— Information supplied —
========
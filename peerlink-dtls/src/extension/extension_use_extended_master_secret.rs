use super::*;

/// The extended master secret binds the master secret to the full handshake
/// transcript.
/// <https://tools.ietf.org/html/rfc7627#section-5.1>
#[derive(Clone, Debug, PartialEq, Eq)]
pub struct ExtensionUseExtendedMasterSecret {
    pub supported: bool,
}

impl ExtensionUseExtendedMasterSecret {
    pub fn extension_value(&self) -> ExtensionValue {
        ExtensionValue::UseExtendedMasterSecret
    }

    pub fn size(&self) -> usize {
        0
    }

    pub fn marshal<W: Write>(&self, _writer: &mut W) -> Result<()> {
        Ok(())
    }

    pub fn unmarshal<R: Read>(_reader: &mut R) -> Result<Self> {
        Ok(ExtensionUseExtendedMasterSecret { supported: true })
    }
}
========
— Work item —
Your task is to find every line above containing the word "ExtensionValue" and copy it.

— Result of this exercise —
    pub fn extension_value(&self) -> ExtensionValue {
        ExtensionValue::UseExtendedMasterSecret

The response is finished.